In 1884, he commissioned the architect John MacVicar Anderson to build the present house. The old hall, still being in a good state of repair became accommodation for the servants and the staff. There were numerous servants employed by the family. The 1901 Census shows that there were six domestic maids, a butler, three footmen and a groom at the hall as well as outdoor gardening staff.

In 1903, the old hall burnt down and was removed from the site. Photos of the old hall have been preserved by Branston History Group. Albinia died in 1918 and Alexander died the following year in 1919. In 1920, the property was sold. In the intervening years the site of the old hall has been sensitively redeveloped.

The Melville family provided land for the village hall and recreation ground on Lincoln Road, Branston in the early 1920s. The heir of the Leslie-Melville family is the Lord Balgonie, and many items from Branston Hall are now found on the family's estate in the Scottish Highlands.

==Grounds==

The grounds were once grazed by sheep but since around the year 2000 have been mechanically mown. There are many large beech trees and sycamores. Wildlife include muntjac deer, tawny owl and great cormorant. Lamium galeobdolon, Galium odoratum and Ruscus aculeatus grow in the beech woods and these are considered to be indicators of ancient woodland. Other plant species typical of shady woodland include Hyacinthoides non-scripta, Sanicula europaea and Mercurialis perennis.

In 1906, 10 Bronze Age axes were found on the grounds of Branston Hall.
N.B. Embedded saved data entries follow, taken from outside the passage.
//! Retention policy evaluation
//!
//! Decides which books of a series should be queued for download and which should leave the
//! device. Evaluation is a pure function of the policy, the series' books and the settings;
//! the store applies the resulting plan.

use crate::core::config::OfflineConfig;
use crate::core::download_state::DownloadStatus;
use crate::core::error::{MirrorError, Result};
use crate::db::models::{Book, BookLocalState};
use chrono::{DateTime, Utc};
use serde::{Deserialize, Serialize};
use std::collections::HashSet;
use std::time::Duration;

/// Time a finished download is kept after its book was read, before cleanup may evict it
pub const CLEANUP_GRACE_PERIOD: Duration = Duration::from_secs(5 * 60);

/// Per-series offline policy
#[derive(Debug, Clone, Copy, PartialEq, Eq, Serialize, Deserialize)]
#[serde(tag = "kind", rename_all = "camelCase")]
pub enum OfflinePolicy {
    Manual,
    UnreadOnly { limit: u32 },
    UnreadOnlyAndCleanupRead { limit: u32 },
    All,
}

impl OfflinePolicy {
    pub fn raw(&self) -> &'static str {
        match self {
            OfflinePolicy::Manual => "manual",
            OfflinePolicy::UnreadOnly { .. } => "unreadOnly",
            OfflinePolicy::UnreadOnlyAndCleanupRead { .. } => "unreadOnlyAndCleanupRead",
            OfflinePolicy::All => "all",
        }
    }

    /// 0 means unlimited
    pub fn limit(&self) -> u32 {
        match self {
            OfflinePolicy::UnreadOnly { limit } | OfflinePolicy::UnreadOnlyAndCleanupRead { limit } => *limit,
            OfflinePolicy::Manual | OfflinePolicy::All => 0,
        }
    }

    pub fn from_parts(raw: &str, limit: u32) -> Result<Self> {
        match raw {
            "manual" => Ok(OfflinePolicy::Manual),
            "unreadOnly" => Ok(OfflinePolicy::UnreadOnly { limit }),
            "unreadOnlyAndCleanupRead" => Ok(OfflinePolicy::UnreadOnlyAndCleanupRead { limit }),
            "all" => Ok(OfflinePolicy::All),
            other => Err(MirrorError::ValidationError(format!(
                "unknown offline policy: {}",
                other
            ))),
        }
    }

    pub fn cleans_up_read(&self) -> bool {
        matches!(self, OfflinePolicy::UnreadOnlyAndCleanupRead { .. })
    }
}

/// Tunables passed into every evaluation
#[derive(Debug, Clone, Copy, PartialEq, Eq)]
pub struct RetentionSettings {
    pub cleanup_grace: Duration,
}

impl Default for RetentionSettings {
    fn default() -> Self {
        Self {
            cleanup_grace: CLEANUP_GRACE_PERIOD,
        }
    }
}

impl From<&OfflineConfig> for RetentionSettings {
    fn from(config: &OfflineConfig) -> Self {
        Self {
            cleanup_grace: config.cleanup_grace(),
        }
    }
}

/// What the evaluator needs to know about one book
#[derive(Debug, Clone, PartialEq)]
pub struct RetentionBook {
    pub book_id: String,
    pub number_sort: f64,
    pub completed: bool,
    pub deleted: bool,
    pub status: DownloadStatus,
    pub download_at: Option<DateTime<Utc>>,
}

impl RetentionBook {
    pub fn from_member(book: &Book, state: &BookLocalState) -> Self {
        Self {
            book_id: book.book_id.clone(),
            number_sort: book.number_sort,
            completed: book.read_progress.as_ref().map(|p| p.completed).unwrap_or(false),
            deleted: book.deleted,
            status: state.download_status.clone(),
            download_at: state.download_at,
        }
    }
}

/// Decisions for one series
#[derive(Debug, Clone, Default, PartialEq)]
pub struct RetentionPlan {
    /// Books to queue, with their queue timestamps
    pub enqueue: Vec<(String, DateTime<Utc>)>,
    /// Queued books to drop from the queue
    pub dequeue: Vec<String>,
    /// Downloaded books whose bytes may be removed
    pub evict: Vec<String>,
}

impl RetentionPlan {
    pub fn is_empty(&self) -> bool {
        self.enqueue.is_empty() && self.dequeue.is_empty() && self.evict.is_empty()
    }
}

fn reading_order(books: &[RetentionBook]) -> Vec<&RetentionBook> {
    let mut ordered: Vec<&RetentionBook> = books.iter().collect();
    ordered.sort_by(|a, b| {
        a.number_sort
            .total_cmp(&b.number_sort)
            .then_with(|| a.book_id.cmp(&b.book_id))
    });
    ordered
}

/// Ids of the books the policy wants on the device
pub fn targets(policy: &OfflinePolicy, books: &[RetentionBook]) -> HashSet<String> {
    let candidates = reading_order(books).into_iter().filter(|b| !b.deleted);

    match policy {
        OfflinePolicy::Manual => HashSet::new(),
        OfflinePolicy::All => candidates.map(|b| b.book_id.clone()).collect(),
        OfflinePolicy::UnreadOnly { limit } | OfflinePolicy::UnreadOnlyAndCleanupRead { limit } => {
            let unread = candidates.filter(|b| !b.completed);
            let take = if *limit > 0 { *limit as usize } else { usize::MAX };
            unread.take(take).map(|b| b.book_id.clone()).collect()
        }
    }
}

/// True once `settings.cleanup_grace` has elapsed since `download_at`
pub fn cleanup_due(download_at: Option<DateTime<Utc>>, settings: &RetentionSettings, now: DateTime<Utc>) -> bool {
    match download_at {
        Some(at) => (now - at)
            .to_std()
            .map(|elapsed| elapsed >= settings.cleanup_grace)
            .unwrap_or(false),
        None => true,
    }
}

/// Evaluate a series policy over its books
pub fn evaluate(
    policy: &OfflinePolicy,
    books: &[RetentionBook],
    settings: &RetentionSettings,
    now: DateTime<Utc>,
) -> RetentionPlan {
    let mut plan = RetentionPlan::default();
    if *policy == OfflinePolicy::Manual {
        return plan;
    }

    let wanted = targets(policy, books);
    for book in reading_order(books) {
        if wanted.contains(&book.book_id) {
            if book.status == DownloadStatus::NotDownloaded {
                let queued_at = now + chrono::Duration::milliseconds(plan.enqueue.len() as i64);
                plan.enqueue.push((book.book_id.clone(), queued_at));
            }
            continue;
        }

        if policy.cleans_up_read() && book.completed {
            if book.status.is_pending() {
                plan.dequeue.push(book.book_id.clone());
            } else if book.status.is_downloaded() && cleanup_due(book.download_at, settings, now) {
                plan.evict.push(book.book_id.clone());
            }
        }
    }

    plan
}

#[cfg(test)]
mod tests {
    use super::*;
    use chrono::TimeZone;

    fn now() -> DateTime<Utc> {
        Utc.timestamp_opt(1_700_000_000, 0).unwrap()
    }

    fn book(id: &str, n: f64, completed: bool, status: DownloadStatus) -> RetentionBook {
        RetentionBook {
            book_id: id.to_string(),
            number_sort: n,
            completed,
            deleted: false,
            status,
            download_at: None,
        }
    }

    fn series(count: usize) -> Vec<RetentionBook> {
        (1..=count)
            .rev()
            .map(|i| book(&format!("b{}", i), i as f64, false, DownloadStatus::NotDownloaded))
            .collect()
    }

    #[test]
    fn test_policy_raw_roundtrip() {
        for policy in [
            OfflinePolicy::Manual,
            OfflinePolicy::UnreadOnly { limit: 3 },
            OfflinePolicy::UnreadOnlyAndCleanupRead { limit: 0 },
            OfflinePolicy::All,
        ] {
            assert_eq!(OfflinePolicy::from_parts(policy.raw(), policy.limit()).unwrap(), policy);
        }
        assert!(OfflinePolicy::from_parts("sometimes", 0).is_err());
    }

    #[test]
    fn test_manual_does_nothing() {
        let plan = evaluate(&OfflinePolicy::Manual, &series(4), &RetentionSettings::default(), now());
        assert!(plan.is_empty());
    }

    #[test]
    fn test_all_enqueues_in_reading_order() {
        let plan = evaluate(&OfflinePolicy::All, &series(3), &RetentionSettings::default(), now());
        let ids: Vec<_> = plan.enqueue.iter().map(|(id, _)| id.as_str()).collect();
        assert_eq!(ids, vec!["b1", "b2", "b3"]);
        assert!(plan.enqueue.windows(2).all(|w| w[0].1 < w[1].1));
    }

    #[test]
    fn test_unread_only_respects_limit() {
        let mut books = series(10);
        books.iter_mut().find(|b| b.book_id == "b1").unwrap().completed = true;
        books.iter_mut().find(|b| b.book_id == "b2").unwrap().status = DownloadStatus::Downloaded;

        let policy = OfflinePolicy::UnreadOnly { limit: 3 };
        let wanted = targets(&policy, &books);
        assert_eq!(
            wanted,
            ["b2", "b3", "b4"].iter().map(|s| s.to_string()).collect::<HashSet<_>>()
        );

        let plan = evaluate(&policy, &books, &RetentionSettings::default(), now());
        let ids: Vec<_> = plan.enqueue.iter().map(|(id, _)| id.as_str()).collect();
        assert_eq!(ids, vec!["b3", "b4"]);
        assert!(plan.evict.is_empty());
    }

    #[test]
    fn test_failed_and_queued_books_are_not_requeued() {
        let books = vec![
            book("b1", 1.0, false, DownloadStatus::Failed { error: "x".into() }),
            book("b2", 2.0, false, DownloadStatus::Pending),
            book("b3", 3.0, false, DownloadStatus::Downloading { progress: 0.5 }),
        ];
        let plan = evaluate(&OfflinePolicy::All, &books, &RetentionSettings::default(), now());
        assert!(plan.is_empty());
    }

    #[test]
    fn test_cleanup_waits_for_grace_period() {
        let mut read_recently = book("b1", 1.0, true, DownloadStatus::Downloaded);
        read_recently.download_at = Some(now() - chrono::Duration::minutes(1));
        let mut read_long_ago = book("b2", 2.0, true, DownloadStatus::Downloaded);
        read_long_ago.download_at = Some(now() - chrono::Duration::minutes(10));
        let queued_but_read = book("b3", 3.0, true, DownloadStatus::Pending);

        let books = vec![read_recently, read_long_ago, queued_but_read];
        let plan = evaluate(
            &OfflinePolicy::UnreadOnlyAndCleanupRead { limit: 0 },
            &books,
            &RetentionSettings::default(),
            now(),
        );
        assert_eq!(plan.evict, vec!["b2".to_string()]);
        assert_eq!(plan.dequeue, vec!["b3".to_string()]);

        let plan = evaluate(&OfflinePolicy::UnreadOnly { limit: 0 }, &books, &RetentionSettings::default(), now());
        assert!(plan.is_empty());
    }

    #[test]
    fn test_grace_period_is_configurable() {
        let settings = RetentionSettings { cleanup_grace: Duration::from_secs(0) };
        assert!(cleanup_due(Some(now()), &settings, now()));
        assert!(!cleanup_due(Some(now()), &RetentionSettings::default(), now()));
        assert!(cleanup_due(None, &RetentionSettings::default(), now()));
    }

    #[test]
    fn test_deleted_books_are_never_targeted() {
        let mut books = series(2);
        books[0].deleted = true;
        let wanted = targets(&OfflinePolicy::All, &books);
        assert_eq!(wanted.len(), 1);
    }
}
On the grounds there is a spring-fed well, known as Anne's Well, which it is believed supplied fresh water to the old hall building (photographs here). The well was probably named after Anne Casey, who owned the property in the 1700s, or possibly St. Anne. It is covered with a stone which bore the inscription:

 "Clear may thy Waters ever flow,

Nor Gusts of Ruffling Tempest know,

Pure and unsullied as the fair

Whose Emblematic Name you bear"

There is evidence of boating on the lake, in former times (remains of a small boat and boathouse).